You glance down at your phone. The screen is black. You forgot to charge it before you left in a hurry. Your throat tightens.
“I thought you bailed,” you murmur.
“I didn’t,” he says. “I finished work late. I thought maybe you'd wait. I didn’t think you’d leave without saying anything.”
“You’re one to talk,” you snap, sharper than you mean to. “You made me wait two hours, Nanami. On Valentine’s Day.”
His jaw tenses slightly, but he doesn’t raise his voice. “I know. That’s on me.”
There’s a silence between you. Thick and tired and full of things neither of you want to say.
“I got all dressed up,” you say quietly, staring at the floor. “I even curled my hair. You know I hate doing that.”
“I noticed,” he says. “You looked… beautiful.”
You glance up, startled. He never says things like that. Not even when you were dating. Not when you married. Not when you had to sit across from him at a dinner table every night pretending this wasn’t all a deal your fathers made.
But he means it. You can see it.
You shift slightly on the couch. He stays kneeling beside you, as if he doesn’t know where he’s allowed to stand right now.
“I waited outside the restaurant for an hour after it closed,” he says. “In case you came back.”
“You didn’t need to do that.”
“I did,” he says. “I keep messing this up. I know you didn’t want any of this. But I wanted tonight to be different.”
You don’t answer.
He glances down at your hand. At your dead phone. Then back at you. “I should’ve told you I was going to be late. That’s on me. But I didn’t forget. I never forgot.”

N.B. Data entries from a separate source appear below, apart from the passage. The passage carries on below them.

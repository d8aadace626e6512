//! http/handlers.rs
//!
//! `POST /orders` — looks an order up by uid through the cache service
//! (read-through on miss). Decode/validation failures return `200` with an
//! error string body; kept for compatibility with existing clients even
//! though a `4xx` would be the better contract.

use crate::cache::service::CacheService;
use axum::extract::State;
use axum::http::{header, StatusCode};
use axum::response::{IntoResponse, Response};
use bytes::Bytes;
use serde::Deserialize;
use std::sync::Arc;
use tracing::{debug, warn};

#[derive(Clone)]
pub struct HttpState {
    pub cache: Arc<CacheService>,
}

#[derive(Debug, Deserialize)]
struct OrderLookup {
    order_uid: String,
}

pub async fn get_order(State(state): State<HttpState>, body: Bytes) -> Response {
    let lookup: OrderLookup = match serde_json::from_slice(&body) {
        Ok(l) => l,
        Err(e) => return plain_ok(format!("decode error: {e}")),
    };

    if lookup.order_uid.trim().is_empty() {
        return plain_ok("order_uid must not be empty".to_string());
    }

    match state.cache.get(&lookup.order_uid).await {
        Ok(payload) => {
            debug!(order_uid = %lookup.order_uid, "AppHttp.GetOrder: served from cache");
            (
                StatusCode::OK,
                [(header::CONTENT_TYPE, "application/json")],
                payload,
            )
                .into_response()
        }
        Err(e) => {
            warn!(order_uid = %lookup.order_uid, error = %e, "AppHttp.GetOrder: lookup failed");
            plain_ok(format!("lookup failed: {e}"))
        }
    }
}

/// `200` with a plain-text error body — the retained, odd-but-intentional
/// contract for decode/validation/lookup failures.
fn plain_ok(message: String) -> Response {
    (
        StatusCode::OK,
        [(header::CONTENT_TYPE, "text/plain; charset=utf-8")],
        message,
    )
        .into_response()
}
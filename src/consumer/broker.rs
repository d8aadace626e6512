//! consumer/broker.rs
//!
//! The broker's wire format is out of scope here: this defines the
//! durable-subscription boundary as a trait, plus an in-memory test double.
//! A real implementation would adapt a NATS JetStream / streaming client to
//! this same shape.

use crate::error::AppResult;
use async_trait::async_trait;
use bytes::Bytes;
use std::collections::VecDeque;
use std::sync::Arc;
use std::time::{Duration, SystemTime};
use tokio::sync::{mpsc, Mutex};

#[derive(Debug, Clone)]
pub struct BrokerMessage {
    pub sequence: u64,
    pub subject: String,
    pub data: Bytes,
    pub published_at: SystemTime,
}

/// A durable, broker-side cursor keyed by `(cluster, client, channel,
/// durable_name)` that survives client restarts. Subscribing returns a
/// channel of messages; closing/dropping the sender signals end of stream.
#[async_trait]
pub trait DurableBroker: Send + Sync {
    async fn subscribe_all(&self) -> AppResult<mpsc::Receiver<BrokerMessage>>;
    async fn subscribe_from_last_received(&self) -> AppResult<mpsc::Receiver<BrokerMessage>>;
    async fn subscribe_from_timestamp(&self, ts: SystemTime) -> AppResult<mpsc::Receiver<BrokerMessage>>;
    async fn unsubscribe(&self) -> AppResult<()>;
    async fn disconnect(&self) -> AppResult<()>;
}

/// In-memory double used by tests and local runs: `publish` appends to a
/// backlog and forwards to the live subscriber (if any); `subscribe_*`
/// controls how much of the backlog is replayed first.
#[derive(Default)]
pub struct FakeBroker {
    state: Mutex<FakeBrokerState>,
}

#[derive(Default)]
struct FakeBrokerState {
    backlog: VecDeque<BrokerMessage>,
    last_received_seq: Option<u64>,
    live: Option<mpsc::Sender<BrokerMessage>>,
}

impl FakeBroker {
    pub fn new() -> Arc<Self> {
        Arc::new(Self {
            state: Mutex::new(FakeBrokerState::default()),
        })
    }

    pub async fn publish(&self, msg: BrokerMessage) {
        let mut state = self.state.lock().await;
        state.last_received_seq = Some(msg.sequence);
        if let Some(live) = &state.live {
            let _ = live.send(msg.clone()).await;
        }
        state.backlog.push_back(msg);
    }
}

#[async_trait]
impl DurableBroker for FakeBroker {
    async fn subscribe_all(&self) -> AppResult<mpsc::Receiver<BrokerMessage>> {
        let (tx, rx) = mpsc::channel(256);
        let mut state = self.state.lock().await;
        for msg in state.backlog.iter().cloned() {
            let _ = tx.send(msg).await;
        }
        state.live = Some(tx);
        Ok(rx)
    }

    async fn subscribe_from_last_received(&self) -> AppResult<mpsc::Receiver<BrokerMessage>> {
        let (tx, rx) = mpsc::channel(256);
        let mut state = self.state.lock().await;
        state.live = Some(tx);
        Ok(rx)
    }

    async fn subscribe_from_timestamp(&self, ts: SystemTime) -> AppResult<mpsc::Receiver<BrokerMessage>> {
        let (tx, rx) = mpsc::channel(256);
        let mut state = self.state.lock().await;
        for msg in state.backlog.iter().filter(|m| m.published_at >= ts).cloned() {
            let _ = tx.send(msg).await;
        }
        state.live = Some(tx);
        Ok(rx)
    }

    async fn unsubscribe(&self) -> AppResult<()> {
        self.state.lock().await.live = None;
        Ok(())
    }

    async fn disconnect(&self) -> AppResult<()> {
        self.state.lock().await.live = None;
        Ok(())
    }
}

/// Synthetic clock helper for timestamp-replay tests, independent of
/// wall-clock `SystemTime::now()` at call time.
pub fn synthetic_time(offset: Duration) -> SystemTime {
    SystemTime::UNIX_EPOCH + offset
}
//! timestamp.rs
//!
//! Persists a wall-clock checkpoint file; its presence on startup is the
//! sole crash-recovery signal (C7).

use crate::error::{AppError, AppResult};
use std::path::{Path, PathBuf};
use std::time::{Duration, SystemTime};

const TS_BYTES: usize = 8;

pub struct TimestampKeeper {
    path: PathBuf,
}

impl TimestampKeeper {
    pub fn new(path: impl Into<PathBuf>) -> Self {
        Self { path: path.into() }
    }

    /// Default relative path: a well-known filename in the working dir.
    pub fn at_default_path() -> Self {
        Self::new("app.created")
    }

    /// Presence of the file is the sole crash-recovery signal.
    pub fn check_crashed(&self) -> bool {
        self.path.is_file()
    }

    /// Creates the file and stamps it with the current time.
    pub fn make_new_ts_file(&self) -> AppResult<()> {
        self.update_timestamp(SystemTime::now())
    }

    /// Rewrites the file with `t`, fixed-width binary encoding (8-byte
    /// little-endian nanoseconds since the Unix epoch).
    pub fn update_timestamp(&self, t: SystemTime) -> AppResult<()> {
        let nanos = t
            .duration_since(SystemTime::UNIX_EPOCH)
            .map_err(|e| AppError::Timestamp(format!("system time before epoch: {e}")))?
            .as_nanos();
        let nanos: i64 = nanos
            .try_into()
            .map_err(|_| AppError::Timestamp("timestamp overflowed i64 nanos".into()))?;
        std::fs::write(&self.path, nanos.to_le_bytes())?;
        Ok(())
    }

    /// Reads the fixed-width binary timestamp from the file.
    pub fn get_previous_ts(&self) -> AppResult<SystemTime> {
        let bytes = std::fs::read(&self.path)?;
        if bytes.len() != TS_BYTES {
            return Err(AppError::Timestamp(format!(
                "timestamp file {:?} has {} bytes, expected {TS_BYTES}",
                self.path,
                bytes.len()
            )));
        }
        let mut buf = [0u8; TS_BYTES];
        buf.copy_from_slice(&bytes);
        let nanos = i64::from_le_bytes(buf);
        if nanos < 0 {
            return Err(AppError::Timestamp("negative timestamp in file".into()));
        }
        Ok(SystemTime::UNIX_EPOCH + Duration::from_nanos(nanos as u64))
    }

    pub fn path(&self) -> &Path {
        &self.path
    }
}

The silence isn’t cold anymore. Just... quiet.
You pull the blanket tighter around your shoulders, then shift to the side.
“You can sit,” you say.
He does. Slowly. Like he’s afraid you’ll take it back.
You lean your head against his shoulder. You don’t know why. You just do.
His body is warm. Familiar. And after a moment, he exhales like he’s been holding something in all night.
“I’ll do better,” he says.
You don’t answer. You’re too tired.
But your head stays there, resting on him. And when his hand finds yours under the blanket — just a quiet touch, no pressure — you don’t pull away.